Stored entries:
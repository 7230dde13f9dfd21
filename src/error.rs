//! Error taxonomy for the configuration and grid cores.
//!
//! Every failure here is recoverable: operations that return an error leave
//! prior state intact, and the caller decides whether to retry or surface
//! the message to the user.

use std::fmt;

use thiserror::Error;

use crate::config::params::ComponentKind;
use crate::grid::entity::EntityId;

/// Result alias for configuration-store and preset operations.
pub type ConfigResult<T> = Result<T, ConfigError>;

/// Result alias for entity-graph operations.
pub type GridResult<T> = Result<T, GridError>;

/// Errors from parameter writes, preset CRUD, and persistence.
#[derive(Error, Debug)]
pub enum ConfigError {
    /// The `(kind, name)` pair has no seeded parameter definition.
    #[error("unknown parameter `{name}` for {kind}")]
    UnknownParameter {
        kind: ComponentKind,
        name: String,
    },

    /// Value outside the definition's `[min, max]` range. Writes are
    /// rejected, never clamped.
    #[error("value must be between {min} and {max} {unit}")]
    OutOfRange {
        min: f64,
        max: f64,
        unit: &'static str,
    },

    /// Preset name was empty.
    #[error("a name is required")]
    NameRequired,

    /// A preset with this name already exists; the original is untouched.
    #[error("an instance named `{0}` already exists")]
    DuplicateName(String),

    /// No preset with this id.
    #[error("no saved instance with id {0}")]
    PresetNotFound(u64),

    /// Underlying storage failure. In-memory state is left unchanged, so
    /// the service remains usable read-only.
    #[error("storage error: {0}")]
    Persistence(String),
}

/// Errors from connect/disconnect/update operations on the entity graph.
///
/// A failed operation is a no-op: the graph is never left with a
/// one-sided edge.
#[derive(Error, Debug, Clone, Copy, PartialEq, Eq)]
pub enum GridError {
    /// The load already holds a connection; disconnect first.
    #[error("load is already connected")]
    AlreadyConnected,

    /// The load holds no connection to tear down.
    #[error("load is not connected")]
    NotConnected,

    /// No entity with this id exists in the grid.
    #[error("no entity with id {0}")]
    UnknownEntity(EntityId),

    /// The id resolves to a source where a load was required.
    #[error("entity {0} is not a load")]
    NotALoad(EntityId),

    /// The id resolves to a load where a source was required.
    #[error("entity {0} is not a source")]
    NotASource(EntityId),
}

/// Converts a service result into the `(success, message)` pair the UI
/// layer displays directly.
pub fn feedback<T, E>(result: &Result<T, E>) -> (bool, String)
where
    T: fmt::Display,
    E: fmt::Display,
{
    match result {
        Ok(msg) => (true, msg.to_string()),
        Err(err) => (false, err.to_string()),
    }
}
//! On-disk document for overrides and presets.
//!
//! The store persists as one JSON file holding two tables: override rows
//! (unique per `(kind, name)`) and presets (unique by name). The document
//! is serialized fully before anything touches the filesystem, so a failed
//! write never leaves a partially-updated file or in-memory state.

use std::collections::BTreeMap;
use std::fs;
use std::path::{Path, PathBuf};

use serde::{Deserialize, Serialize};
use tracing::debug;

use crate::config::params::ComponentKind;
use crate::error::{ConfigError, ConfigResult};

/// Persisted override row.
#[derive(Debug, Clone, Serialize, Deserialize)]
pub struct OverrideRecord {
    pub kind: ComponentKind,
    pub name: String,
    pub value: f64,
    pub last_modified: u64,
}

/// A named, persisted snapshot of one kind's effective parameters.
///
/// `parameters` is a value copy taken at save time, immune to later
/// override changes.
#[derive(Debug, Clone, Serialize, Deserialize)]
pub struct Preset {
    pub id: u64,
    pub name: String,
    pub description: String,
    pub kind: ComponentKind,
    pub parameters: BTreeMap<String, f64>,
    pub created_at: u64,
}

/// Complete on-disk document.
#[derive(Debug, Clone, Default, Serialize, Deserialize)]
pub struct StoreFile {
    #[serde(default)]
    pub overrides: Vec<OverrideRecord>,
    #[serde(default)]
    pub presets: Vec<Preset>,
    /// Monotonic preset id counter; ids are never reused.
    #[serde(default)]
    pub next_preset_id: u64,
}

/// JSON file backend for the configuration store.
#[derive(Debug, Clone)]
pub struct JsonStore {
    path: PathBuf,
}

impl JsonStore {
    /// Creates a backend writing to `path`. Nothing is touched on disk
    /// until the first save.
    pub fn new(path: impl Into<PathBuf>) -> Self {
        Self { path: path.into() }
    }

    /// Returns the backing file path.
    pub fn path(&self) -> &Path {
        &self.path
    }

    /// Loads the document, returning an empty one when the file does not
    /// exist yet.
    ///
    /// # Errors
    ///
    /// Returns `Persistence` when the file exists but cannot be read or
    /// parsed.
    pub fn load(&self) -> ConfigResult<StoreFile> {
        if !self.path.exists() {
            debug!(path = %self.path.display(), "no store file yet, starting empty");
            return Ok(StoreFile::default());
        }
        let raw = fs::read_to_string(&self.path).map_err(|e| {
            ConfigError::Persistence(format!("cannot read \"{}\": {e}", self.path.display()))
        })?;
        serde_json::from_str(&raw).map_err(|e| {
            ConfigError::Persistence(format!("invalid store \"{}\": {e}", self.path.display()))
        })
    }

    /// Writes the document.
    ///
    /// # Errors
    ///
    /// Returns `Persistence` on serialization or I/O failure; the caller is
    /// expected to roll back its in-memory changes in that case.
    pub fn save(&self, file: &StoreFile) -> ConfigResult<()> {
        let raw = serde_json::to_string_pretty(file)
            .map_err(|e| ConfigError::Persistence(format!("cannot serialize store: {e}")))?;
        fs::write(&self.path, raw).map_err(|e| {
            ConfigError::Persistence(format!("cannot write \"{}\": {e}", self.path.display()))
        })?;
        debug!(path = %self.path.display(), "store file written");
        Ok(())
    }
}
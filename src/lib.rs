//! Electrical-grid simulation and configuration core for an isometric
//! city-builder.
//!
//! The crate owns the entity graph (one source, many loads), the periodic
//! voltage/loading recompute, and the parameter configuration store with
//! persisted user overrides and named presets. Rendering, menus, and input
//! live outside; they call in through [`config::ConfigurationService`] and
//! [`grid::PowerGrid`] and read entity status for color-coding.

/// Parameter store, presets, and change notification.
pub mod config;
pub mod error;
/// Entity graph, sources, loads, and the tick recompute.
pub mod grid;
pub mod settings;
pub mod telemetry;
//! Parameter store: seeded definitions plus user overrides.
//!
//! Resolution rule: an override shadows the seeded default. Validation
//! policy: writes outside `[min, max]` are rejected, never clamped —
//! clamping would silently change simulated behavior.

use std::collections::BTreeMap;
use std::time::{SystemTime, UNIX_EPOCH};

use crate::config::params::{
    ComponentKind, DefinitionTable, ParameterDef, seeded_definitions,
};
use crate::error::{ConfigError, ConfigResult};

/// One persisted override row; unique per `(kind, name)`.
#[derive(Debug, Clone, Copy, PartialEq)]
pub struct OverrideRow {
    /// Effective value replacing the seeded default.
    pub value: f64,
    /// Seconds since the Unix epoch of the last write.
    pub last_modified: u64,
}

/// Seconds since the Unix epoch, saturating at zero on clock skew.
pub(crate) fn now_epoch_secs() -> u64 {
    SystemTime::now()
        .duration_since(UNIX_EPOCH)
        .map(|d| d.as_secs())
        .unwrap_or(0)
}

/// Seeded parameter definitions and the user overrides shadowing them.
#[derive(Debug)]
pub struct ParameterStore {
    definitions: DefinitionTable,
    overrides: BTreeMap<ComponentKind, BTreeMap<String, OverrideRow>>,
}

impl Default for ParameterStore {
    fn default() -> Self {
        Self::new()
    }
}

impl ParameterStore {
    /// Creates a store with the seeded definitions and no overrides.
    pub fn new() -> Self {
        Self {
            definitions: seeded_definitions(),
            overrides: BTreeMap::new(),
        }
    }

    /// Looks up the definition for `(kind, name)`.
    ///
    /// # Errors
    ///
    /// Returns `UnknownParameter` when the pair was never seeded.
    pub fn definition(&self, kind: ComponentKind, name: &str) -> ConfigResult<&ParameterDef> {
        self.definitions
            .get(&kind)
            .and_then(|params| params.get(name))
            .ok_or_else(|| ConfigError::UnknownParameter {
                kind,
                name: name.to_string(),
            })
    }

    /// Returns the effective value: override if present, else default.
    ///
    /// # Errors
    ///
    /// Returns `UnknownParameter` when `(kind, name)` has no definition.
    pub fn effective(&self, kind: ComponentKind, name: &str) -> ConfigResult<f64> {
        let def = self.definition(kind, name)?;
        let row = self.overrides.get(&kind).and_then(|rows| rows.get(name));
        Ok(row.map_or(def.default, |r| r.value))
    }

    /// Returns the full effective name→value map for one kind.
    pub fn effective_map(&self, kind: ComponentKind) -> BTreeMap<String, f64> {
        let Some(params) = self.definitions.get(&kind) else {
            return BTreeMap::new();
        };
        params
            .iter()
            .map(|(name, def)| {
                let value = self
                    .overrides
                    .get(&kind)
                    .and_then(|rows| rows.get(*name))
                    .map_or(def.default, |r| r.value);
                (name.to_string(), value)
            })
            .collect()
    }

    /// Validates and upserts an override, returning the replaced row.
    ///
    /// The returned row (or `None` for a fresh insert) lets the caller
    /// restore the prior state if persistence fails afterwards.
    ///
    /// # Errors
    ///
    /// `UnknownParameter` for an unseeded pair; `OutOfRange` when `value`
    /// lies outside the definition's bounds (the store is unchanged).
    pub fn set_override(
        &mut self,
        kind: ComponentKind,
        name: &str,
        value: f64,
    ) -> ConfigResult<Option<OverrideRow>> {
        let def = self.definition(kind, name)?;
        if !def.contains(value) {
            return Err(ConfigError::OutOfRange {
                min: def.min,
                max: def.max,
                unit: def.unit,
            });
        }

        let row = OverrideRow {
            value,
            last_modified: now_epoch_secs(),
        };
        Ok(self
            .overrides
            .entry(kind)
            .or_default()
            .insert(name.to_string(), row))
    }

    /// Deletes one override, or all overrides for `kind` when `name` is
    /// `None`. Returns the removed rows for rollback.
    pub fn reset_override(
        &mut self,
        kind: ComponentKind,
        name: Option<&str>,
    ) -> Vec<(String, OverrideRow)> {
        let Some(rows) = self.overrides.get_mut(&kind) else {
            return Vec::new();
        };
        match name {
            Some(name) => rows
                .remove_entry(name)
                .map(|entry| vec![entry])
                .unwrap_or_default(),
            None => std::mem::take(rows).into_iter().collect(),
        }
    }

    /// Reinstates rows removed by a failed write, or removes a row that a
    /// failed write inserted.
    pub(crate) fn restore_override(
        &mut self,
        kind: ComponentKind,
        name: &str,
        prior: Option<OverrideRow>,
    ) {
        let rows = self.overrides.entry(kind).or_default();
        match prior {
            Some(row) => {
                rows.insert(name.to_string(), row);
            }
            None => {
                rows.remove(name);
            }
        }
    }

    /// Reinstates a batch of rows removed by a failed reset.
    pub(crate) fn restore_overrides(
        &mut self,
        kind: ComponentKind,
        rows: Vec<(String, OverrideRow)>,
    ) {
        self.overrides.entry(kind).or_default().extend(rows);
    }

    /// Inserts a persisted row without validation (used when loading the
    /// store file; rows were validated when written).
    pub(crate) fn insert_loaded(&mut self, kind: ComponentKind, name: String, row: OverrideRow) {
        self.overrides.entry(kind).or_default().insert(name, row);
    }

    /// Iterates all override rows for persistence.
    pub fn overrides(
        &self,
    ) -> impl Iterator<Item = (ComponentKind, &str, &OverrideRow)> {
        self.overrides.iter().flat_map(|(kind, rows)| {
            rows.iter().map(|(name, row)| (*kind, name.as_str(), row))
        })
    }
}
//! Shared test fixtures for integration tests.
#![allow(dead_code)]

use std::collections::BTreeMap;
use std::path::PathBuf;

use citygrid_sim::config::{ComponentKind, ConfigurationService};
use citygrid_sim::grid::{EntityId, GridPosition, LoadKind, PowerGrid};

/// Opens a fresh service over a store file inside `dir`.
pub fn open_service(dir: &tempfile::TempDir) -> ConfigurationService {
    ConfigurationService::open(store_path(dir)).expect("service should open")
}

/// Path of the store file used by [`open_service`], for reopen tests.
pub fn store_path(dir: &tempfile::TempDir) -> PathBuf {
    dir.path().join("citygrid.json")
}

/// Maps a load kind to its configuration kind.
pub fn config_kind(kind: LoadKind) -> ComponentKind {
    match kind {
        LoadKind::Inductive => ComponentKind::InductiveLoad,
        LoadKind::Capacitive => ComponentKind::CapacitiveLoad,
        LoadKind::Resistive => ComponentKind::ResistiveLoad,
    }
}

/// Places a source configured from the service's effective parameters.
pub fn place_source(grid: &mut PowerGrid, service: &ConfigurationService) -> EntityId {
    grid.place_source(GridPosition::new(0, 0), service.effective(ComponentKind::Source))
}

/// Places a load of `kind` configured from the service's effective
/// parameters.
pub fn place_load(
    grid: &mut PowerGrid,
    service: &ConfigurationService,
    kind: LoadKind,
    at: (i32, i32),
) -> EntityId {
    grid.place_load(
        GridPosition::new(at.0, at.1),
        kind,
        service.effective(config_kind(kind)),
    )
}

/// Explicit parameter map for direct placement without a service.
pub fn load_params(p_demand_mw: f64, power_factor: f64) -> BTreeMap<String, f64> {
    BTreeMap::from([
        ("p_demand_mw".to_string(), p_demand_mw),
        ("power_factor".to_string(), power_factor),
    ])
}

### Required action
Among the lines above, find those containing the word "struct" and copy each.

### Task answer
pub struct OverrideRecord {
pub struct Preset {
pub struct StoreFile {
pub struct JsonStore {
pub struct OverrideRow {
pub struct ParameterStore {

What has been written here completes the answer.